Méthode et vérification
Contenus originaux, cadrés sur le programme de sciences et technologie du cycle 3 en vigueur en sixième en 2026-2027. CINQ FICHES DE VINGT POINTS, corrigés séparés, un attendu du programme par fiche. LE CHOIX DES CINQ ATTENDUS EST UNE MESURE, pas une préférence : le site portait déjà un article d'exercices de SVT de sixième sur ce thème, et huit notions y comptaient ZÉRO occurrence — anthropique, géologique, décomposition, micro-organisme, incendie, résilience, sels minéraux, production primaire. Ce sont exactement celles que ces fiches travaillent, et un contrôle rejoue la mesure avant chaque production : si l'autre article se mettait à les traiter, celui-ci s'arrêterait. LES DONNÉES VIENNENT D'UN NOYAU PARTAGÉ avec l'article d'évaluations — les composantes du paysage, les perturbations, les décomposeurs, les besoins des végétaux, les actions humaines — de sorte que les deux pages ne peuvent pas se contredire. LE VOCABULAIRE QUE LE PROGRAMME N'EMPLOIE PAS EST INTERDIT : biotope, biocénose, biomasse et « niveau trophique » comptent zéro occurrence, et un garde le vérifie sur le texte entier. Les cinq couples de formats sont tous différents entre eux, et aucun n'a servi ailleurs en SVT de sixième, jumeau compris. Total vérifié à 20 points par fiche.

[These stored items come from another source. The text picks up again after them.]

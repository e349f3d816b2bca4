//! Shared types for the breakout scanner.
//!
//! These types form the data model used across all modules: price bars
//! and series coming out of the cache, the roster that drives a scan,
//! the signals the calculator emits, and the errors that end a run.

use chrono::{DateTime, FixedOffset, NaiveDate};
use rust_decimal::Decimal;
use serde::{Deserialize, Serialize};
use std::fmt;

use crate::market::MarketState;

// ---------------------------------------------------------------------------
// Price data
// ---------------------------------------------------------------------------

/// One trading day for one instrument.
#[derive(Debug, Clone, PartialEq, Serialize, Deserialize)]
pub struct PriceBar {
    pub exchange: String,
    pub symbol: String,
    pub trade_date: NaiveDate,
    pub open: f64,
    pub high: f64,
    pub low: f64,
    pub close: f64,
    pub volume: u64,
    /// Date the ingestion run fetched this bar (added by ingestion).
    #[serde(default)]
    pub data_source_date: Option<NaiveDate>,
    #[serde(default)]
    pub is_last_trading_day: Option<bool>,
}

impl PriceBar {
    #[cfg(test)]
    pub fn sample(day: u32, close: f64) -> Self {
        PriceBar {
            exchange: "NSE".to_string(),
            symbol: "TEST".to_string(),
            trade_date: NaiveDate::from_ymd_opt(2025, 1, 1).unwrap() + chrono::Days::new(day as u64),
            open: close,
            high: close,
            low: close,
            close,
            volume: 1_000,
            data_source_date: None,
            is_last_trading_day: None,
        }
    }
}

/// Ordered bars for one `(exchange, symbol)` key.
#[derive(Debug, Clone, Default, PartialEq, Serialize, Deserialize)]
#[serde(transparent)]
pub struct PriceSeries {
    bars: Vec<PriceBar>,
}

impl PriceSeries {
    pub fn new(bars: Vec<PriceBar>) -> Self {
        Self { bars }
    }

    pub fn bars(&self) -> &[PriceBar] {
        &self.bars
    }

    pub fn len(&self) -> usize {
        self.bars.len()
    }

    pub fn is_empty(&self) -> bool {
        self.bars.is_empty()
    }

    pub fn latest(&self) -> Option<&PriceBar> {
        self.bars.last()
    }

    pub fn is_sorted(&self) -> bool {
        self.bars.windows(2).all(|w| w[0].trade_date <= w[1].trade_date)
    }

    /// Sort ascending by trade date. Stable, so same-day bars keep their order.
    pub fn sort_by_date(&mut self) {
        if !self.is_sorted() {
            self.bars.sort_by_key(|b| b.trade_date);
        }
    }

    pub fn into_bars(self) -> Vec<PriceBar> {
        self.bars
    }
}

impl From<Vec<PriceBar>> for PriceSeries {
    fn from(bars: Vec<PriceBar>) -> Self {
        Self::new(bars)
    }
}

// ---------------------------------------------------------------------------
// Universe roster
// ---------------------------------------------------------------------------

/// One listed instrument in the universe roster.
///
/// Produced by the roster builder; the scanner only reads `exchange`
/// and `symbol`.
#[derive(Debug, Clone, PartialEq, Eq, Serialize, Deserialize)]
pub struct RosterEntry {
    pub exchange: String,
    pub symbol: String,
    #[serde(default)]
    pub company_name: String,
    #[serde(default)]
    pub isin: String,
    #[serde(default)]
    pub status: String,
}

impl RosterEntry {
    pub fn new(exchange: &str, symbol: &str) -> Self {
        Self {
            exchange: exchange.to_string(),
            symbol: symbol.to_string(),
            company_name: String::new(),
            isin: String::new(),
            status: "Active".to_string(),
        }
    }

    /// The `EXCHANGE:SYMBOL` key used by the dismiss list.
    pub fn key(&self) -> String {
        instrument_key(&self.exchange, &self.symbol)
    }
}

impl fmt::Display for RosterEntry {
    fn fmt(&self, f: &mut fmt::Formatter<'_>) -> fmt::Result {
        write!(f, "{}:{}", self.exchange, self.symbol)
    }
}

pub fn instrument_key(exchange: &str, symbol: &str) -> String {
    format!("{exchange}:{symbol}")
}

// ---------------------------------------------------------------------------
// Signals
// ---------------------------------------------------------------------------

/// Which side of the window the close left through.
#[derive(Debug, Clone, Copy, PartialEq, Eq, Serialize, Deserialize)]
#[serde(rename_all = "lowercase")]
pub enum Direction {
    Bullish,
    Bearish,
}

/// One detected breakout (or breakdown) on the latest bar of a series.
///
/// The calculator fills the price/volume fields; the scanner stamps
/// `detected_at`; the integrity tagger fills the session fields.
#[derive(Debug, Clone, PartialEq, Serialize, Deserialize)]
pub struct BreakoutSignal {
    pub exchange: String,
    pub symbol: String,
    pub trade_date: NaiveDate,
    /// Name of the lookback window that triggered, e.g. `D10` or `ALL_TIME`.
    pub breakout_type: String,
    /// Taken from the unrounded close/level comparison, so it holds even
    /// when `breakout_pct` rounds to zero.
    pub direction: Direction,
    pub breakout_level: Decimal,
    pub close_price: Decimal,
    /// Signed distance from the level in percent (negative for breakdowns).
    pub breakout_pct: Decimal,
    pub volume: u64,
    pub avg_volume_n: u64,
    pub volume_confirmation: bool,
    pub data_source_date: Option<NaiveDate>,
    pub detected_at: Option<DateTime<FixedOffset>>,
    #[serde(default)]
    pub market_state: Option<MarketState>,
    #[serde(default)]
    pub run_timestamp: Option<DateTime<FixedOffset>>,
    #[serde(default)]
    pub effective_trade_date: Option<NaiveDate>,
    #[serde(default)]
    pub is_date_consistent: Option<bool>,
}

impl BreakoutSignal {
    pub fn is_bullish(&self) -> bool {
        self.direction == Direction::Bullish
    }

    pub fn key(&self) -> String {
        instrument_key(&self.exchange, &self.symbol)
    }
}

impl fmt::Display for BreakoutSignal {
    fn fmt(&self, f: &mut fmt::Formatter<'_>) -> fmt::Result {
        write!(
            f,
            "{}:{} {} {} close={} level={} ({}%){}",
            self.exchange,
            self.symbol,
            self.breakout_type,
            if self.is_bullish() { "breakout" } else { "breakdown" },
            self.close_price,
            self.breakout_level,
            self.breakout_pct,
            if self.volume_confirmation { " vol✓" } else { "" },
        )
    }
}

// ---------------------------------------------------------------------------
// Error types
// ---------------------------------------------------------------------------

/// Errors that end a scan run. Per-symbol faults never surface here;
/// they are reported as unit outcomes instead.
#[derive(Debug, thiserror::Error)]
pub enum ScanError {
    #[error("Roster unavailable: {0}")]
    Roster(String),

    #[error(transparent)]
    Calendar(#[from] crate::market::CalendarError),

    #[error("Failed to persist scan result to {path}: {message}")]
    Persistence { path: String, message: String },

    #[error("Scan cancelled after {completed} of {total} units")]
    Cancelled { completed: usize, total: usize },
}

// ---------------------------------------------------------------------------
// Tests
// ---------------------------------------------------------------------------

- Programme de sciences et technologie du cycle 3, texte de 2023 (Bulletin officiel nº 25 du 22 juin 2023), thème « Écosystème : structure, fonctionnement et dynamique ». Le nouveau programme (arrêté du 5 juin 2026) ne s'applique en sixième qu'à la rentrée 2027-2028 : c'est donc le texte de 2023 qui cadre ces fiches. Les attendus travaillés, cités mot pour mot dans la colonne de sixième : « Décrire et interpréter les composantes biologiques, géologiques et anthropiques d'un paysage local à partir d'une sortie » ; « Décrire les effets d'une perturbation naturelle (chablis, incendie) et son évolution au cours du temps » ; « Mettre en évidence que la matière organique est décomposée après la mort (exemple du sol), et dégager le rôle-clé des micro-organismes […] contribuant au cycle de la matière » ; « Justifier la place des végétaux par leur propriété de production primaire ». S'y ajoute l'attendu de fin de cycle « Caractériser les conséquences d'une action humaine sur un écosystème ».